Clearing the air: How we can fix the CO2 problem and make our lives better

Source: Arizona State University

Excerpt:

Around 200 years ago, people found they could extract oil and coal — two forms of carbon called fossil fuels — and burn them for energy.

In short time, our way of life came to depend on carbon-based fuel. Many of today’s amenities, like long-distance travel, buying food grown far away and lighting our homes, rely on this fuel.

But these innovations have a hidden cost. As we burn fossil fuels, we release carbon back into the air, bypassing a natural process that would have taken thousands of years.

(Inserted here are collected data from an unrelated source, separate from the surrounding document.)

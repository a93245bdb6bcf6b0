//! The translation session: owns transcripts and drives generation and
//! regeneration. One session per manager; `&mut self` on every mutating
//! operation means only one translation can be in flight at a time, by
//! construction rather than convention.

use tracing::debug;

use crate::emit::{generate_body, parse_signature, workgroup_product, TableMode};
use crate::error::{Error, Result};
use crate::infer::{infer_param_types, CallArg};
use crate::token::tokenize;
use crate::transcript::{FunctionKind, Transcript, TranscriptStore};
use crate::types::{TypeTable, WgslType};

#[derive(Default, Debug)]
pub struct Session {
    transcripts: TranscriptStore,
    entry: Option<String>,
    /// Set by submit_edit, cleared by confirm.
    dirty: bool,
}

impl Session {
    pub fn new() -> Self {
        Self::default()
    }

    /// Translate one helper function with caller-declared parameter types,
    /// matched positionally against the declaration. Returns the generated
    /// body. Translating a name again replaces the stored transcript.
    pub fn translate_function(
        &mut self,
        source: &str,
        return_type: WgslType,
        param_types: &[WgslType],
    ) -> Result<String> {
        self.translate(source, FunctionKind::Helper { return_type }, param_types)
    }

    /// Compatibility mode: infer parameter types from positional call-site
    /// arguments with the comma-count heuristic.
    pub fn translate_function_with_args(
        &mut self,
        source: &str,
        return_type: WgslType,
        args: &[CallArg],
    ) -> Result<String> {
        let param_types = infer_param_types(args);
        self.translate(source, FunctionKind::Helper { return_type }, &param_types)
    }

    /// Translate the designated compute entry point. `workgroup` holds up
    /// to three positive size components; their product becomes the
    /// declared workgroup size.
    pub fn translate_entry(&mut self, source: &str, workgroup: &[u32]) -> Result<String> {
        self.translate_entry_typed(source, &[], workgroup)
    }

    /// Entry-point translation for kernels that also declare parameters.
    pub fn translate_entry_typed(
        &mut self,
        source: &str,
        param_types: &[WgslType],
        workgroup: &[u32],
    ) -> Result<String> {
        let workgroup = workgroup_product(workgroup)?;
        self.translate(source, FunctionKind::Entry { workgroup }, param_types)
    }

    fn translate(
        &mut self,
        source: &str,
        kind: FunctionKind,
        param_types: &[WgslType],
    ) -> Result<String> {
        let lines = tokenize(source)?;
        let sig = parse_signature(&lines[0])?;
        if sig.params.len() != param_types.len() {
            return Err(Error::MalformedSource {
                message: format!(
                    "`{}` declares {} parameters but {} types were supplied",
                    sig.name,
                    sig.params.len(),
                    param_types.len()
                ),
                line: 1,
                span: lines[0].span,
            });
        }
        let mut vars: TypeTable = sig
            .params
            .iter()
            .cloned()
            .zip(param_types.iter().copied())
            .collect();
        let body = generate_body(&lines, &mut vars, kind, TableMode::Record)?;
        debug!(function = %sig.name, "translated function");
        if matches!(kind, FunctionKind::Entry { .. }) {
            self.entry = Some(sig.name.clone());
        }
        self.transcripts.insert(Transcript {
            name: sig.name,
            kind,
            lines,
            vars,
            body: body.clone(),
        });
        Ok(body)
    }

    /// The variable table of a translated function, in declaration order.
    pub fn list_variables(&self, function: &str) -> Result<&TypeTable> {
        self.transcripts
            .get(function)
            .map(|t| &t.vars)
            .ok_or_else(|| Error::UnknownFunction(function.to_string()))
    }

    /// Translated function names, in translation order.
    pub fn functions(&self) -> impl Iterator<Item = &str> {
        self.transcripts.iter().map(|t| t.name.as_str())
    }

    /// The designated entry-point name, if one has been translated.
    pub fn entry_point(&self) -> Option<&str> {
        self.entry.as_deref()
    }

    /// Change one existing variable's type, or the return type via the
    /// pseudo-variable `return`. Edits may only change entries that
    /// already exist; they take effect at the next confirm.
    pub fn submit_edit(&mut self, function: &str, variable: &str, new_type: &str) -> Result<()> {
        let ty = WgslType::parse(new_type)?;
        let transcript = self
            .transcripts
            .get_mut(function)
            .ok_or_else(|| Error::UnknownFunction(function.to_string()))?;
        if variable == "return" {
            match &mut transcript.kind {
                FunctionKind::Helper { return_type } => *return_type = ty,
                FunctionKind::Entry { .. } => {
                    return Err(Error::UnknownVariable {
                        function: function.to_string(),
                        variable: variable.to_string(),
                    })
                }
            }
        } else {
            let slot = transcript
                .vars
                .get_mut(variable)
                .ok_or_else(|| Error::UnknownVariable {
                    function: function.to_string(),
                    variable: variable.to_string(),
                })?;
            *slot = ty;
        }
        self.dirty = true;
        Ok(())
    }

    /// Regenerate every stored body against the (possibly edited) tables.
    /// No-op unless an edit occurred since the last confirm; returns
    /// whether a regeneration happened. Nothing is re-tokenized and no
    /// types are re-inferred.
    pub fn confirm(&mut self) -> Result<bool> {
        if !self.dirty {
            return Ok(false);
        }
        for transcript in self.transcripts.iter_mut() {
            transcript.body = generate_body(
                &transcript.lines,
                &mut transcript.vars,
                transcript.kind,
                TableMode::Frozen,
            )?;
        }
        self.dirty = false;
        debug!("regenerated shader source after type corrections");
        Ok(true)
    }

    /// Assemble the full shader source: the binding header, helper bodies
    /// in translation order, and the entry point last.
    pub fn assemble(&self, header: &str) -> String {
        let mut out = String::from(header);
        for transcript in self
            .transcripts
            .iter()
            .filter(|t| !matches!(t.kind, FunctionKind::Entry { .. }))
        {
            out.push_str(&transcript.body);
            out.push('\n');
        }
        if let Some(entry) = self.entry.as_deref().and_then(|n| self.transcripts.get(n)) {
            out.push_str(&entry.body);
            out.push('\n');
        }
        out
    }

    pub fn is_empty(&self) -> bool {
        self.transcripts.is_empty()
    }
}

#[cfg(test)]
mod tests {
    use super::*;
    use crate::types::ScalarKind;

    const ADD: &str = "function add(a, b) {\n    let c = 5;\n    return c;\n}";

    #[test]
    fn test_helper_translation() {
        let mut session = Session::new();
        let body = session
            .translate_function(ADD, WgslType::F32, &[WgslType::F32, WgslType::F32])
            .unwrap();
        assert!(body.contains("fn add(a: f32, b: f32) -> f32 {"));
        assert!(body.contains("var c : f32 = 5;"));
        assert!(body.contains("return c;"));
        assert!(body.trim_end().ends_with('}'));
    }

    #[test]
    fn test_heuristic_translation() {
        let mut session = Session::new();
        let body = session
            .translate_function_with_args(
                "function sub(x, y) {\n    return x;\n}",
                WgslType::F32,
                &[
                    CallArg::Number(3.0),
                    CallArg::Collection("4,4,5".to_string()),
                ],
            )
            .unwrap();
        assert!(body.contains("fn sub(x: f32, y: array<f32,3>) -> f32 {"));
    }

    #[test]
    fn test_param_count_mismatch() {
        let mut session = Session::new();
        let err = session
            .translate_function(ADD, WgslType::F32, &[WgslType::F32])
            .unwrap_err();
        assert!(matches!(err, Error::MalformedSource { .. }));
        assert!(session.is_empty());
    }

    #[test]
    fn test_entry_translation() {
        let mut session = Session::new();
        let body = session
            .translate_entry(
                "function main_kernel() {\n    let i = id.x;\n}",
                &[2, 2],
            )
            .unwrap();
        assert!(body.contains(
            "@compute @workgroup_size(4) fn main_kernel(@builtin(global_invocation_id) id: vec3<u32>) {"
        ));
        assert_eq!(session.entry_point(), Some("main_kernel"));
    }

    #[test]
    fn test_assemble_puts_entry_last() {
        let mut session = Session::new();
        session
            .translate_entry("function main_kernel() {\n    let i = id.x;\n}", &[1])
            .unwrap();
        session
            .translate_function(ADD, WgslType::F32, &[WgslType::F32, WgslType::F32])
            .unwrap();
        let source = session.assemble("// header\n");
        let header_pos = source.find("// header").unwrap();
        let add_pos = source.find("fn add").unwrap();
        let entry_pos = source.find("@compute").unwrap();
        assert!(header_pos < add_pos && add_pos < entry_pos);
    }

    #[test]
    fn test_edit_changes_only_its_declaration() {
        let mut session = Session::new();
        let before = session
            .translate_function(ADD, WgslType::F32, &[WgslType::F32, WgslType::F32])
            .unwrap();
        session.submit_edit("add", "c", "i32").unwrap();
        assert!(session.confirm().unwrap());
        let after = session.list_variables("add").unwrap();
        assert_eq!(after.get("c"), Some(&WgslType::I32));

        let regenerated = session.assemble("");
        for (old, new) in before.lines().zip(regenerated.lines()) {
            if old.contains("var c") {
                assert_eq!(new, "var c : i32 = 5;");
            } else {
                assert_eq!(old, new);
            }
        }
    }

    #[test]
    fn test_return_type_edit() {
        let mut session = Session::new();
        session
            .translate_function(ADD, WgslType::F32, &[WgslType::F32, WgslType::F32])
            .unwrap();
        session.submit_edit("add", "return", "i32").unwrap();
        session.confirm().unwrap();
        assert!(session.assemble("").contains("-> i32 {"));
    }

    #[test]
    fn test_regeneration_is_idempotent() {
        let mut session = Session::new();
        session
            .translate_function(ADD, WgslType::F32, &[WgslType::F32, WgslType::F32])
            .unwrap();
        session.submit_edit("add", "c", "u32").unwrap();
        session.confirm().unwrap();
        let first = session.assemble("");
        session.submit_edit("add", "c", "u32").unwrap();
        session.confirm().unwrap();
        assert_eq!(session.assemble(""), first);
    }

    #[test]
    fn test_confirm_without_edits_is_noop() {
        let mut session = Session::new();
        session
            .translate_function(ADD, WgslType::F32, &[WgslType::F32, WgslType::F32])
            .unwrap();
        assert!(!session.confirm().unwrap());
    }

    #[test]
    fn test_edit_validation() {
        let mut session = Session::new();
        session
            .translate_function(ADD, WgslType::F32, &[WgslType::F32, WgslType::F32])
            .unwrap();
        assert!(matches!(
            session.submit_edit("missing", "c", "i32"),
            Err(Error::UnknownFunction(_))
        ));
        assert!(matches!(
            session.submit_edit("add", "nope", "i32"),
            Err(Error::UnknownVariable { .. })
        ));
        assert!(matches!(
            session.submit_edit("add", "c", "f64"),
            Err(Error::UnsupportedType(_))
        ));
        // None of the rejected edits marked the session dirty.
        assert!(!session.confirm().unwrap());
    }

    #[test]
    fn test_retranslation_replaces_transcript() {
        let mut session = Session::new();
        session
            .translate_function(ADD, WgslType::F32, &[WgslType::F32, WgslType::F32])
            .unwrap();
        session
            .translate_function(
                "function add(a) {\n    return a;\n}",
                WgslType::I32,
                &[WgslType::I32],
            )
            .unwrap();
        let source = session.assemble("");
        assert_eq!(source.matches("fn add").count(), 1);
        assert!(source.contains("fn add(a: i32) -> i32 {"));
        assert_eq!(
            session.list_variables("add").unwrap().get("a"),
            Some(&WgslType::I32)
        );
    }

    #[test]
    fn test_variables_listed_in_declaration_order() {
        let mut session = Session::new();
        session
            .translate_function(ADD, WgslType::F32, &[WgslType::F32, WgslType::F32])
            .unwrap();
        let names: Vec<&str> = session
            .list_variables("add")
            .unwrap()
            .keys()
            .map(String::as_str)
            .collect();
        assert_eq!(names, vec!["a", "b", "c"]);
        assert_eq!(
            session.list_variables("add").unwrap().get("a"),
            Some(&WgslType::Scalar(ScalarKind::F32))
        );
    }
}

From pre-industrial times to 2021, humans have added an extra 1.69 trillion metric tons to the atmosphere, and scientists estimate we added around 37 billion metric tons in 2022 alone.

CO2 naturally traps heat, so all that extra CO2 increases Earth’s average temperature. This has noticeably affected our climate and weather patterns. These changes increase flood and fire risk, threaten crops and food security, endanger vulnerable species, expose us to new diseases, and force people to leave their homelands.

Whether your top concern is making dinner for your family, protecting your health or paying your electric bill, that extra carbon dioxide affects you.

Efforts to decrease carbon dioxide in the air, called decarbonization, currently focus on two main areas: emitting less carbon dioxide, and removing it from the air. But these tasks aren’t simple — they involve many tightly connected systems, and success in one area depends on success in others.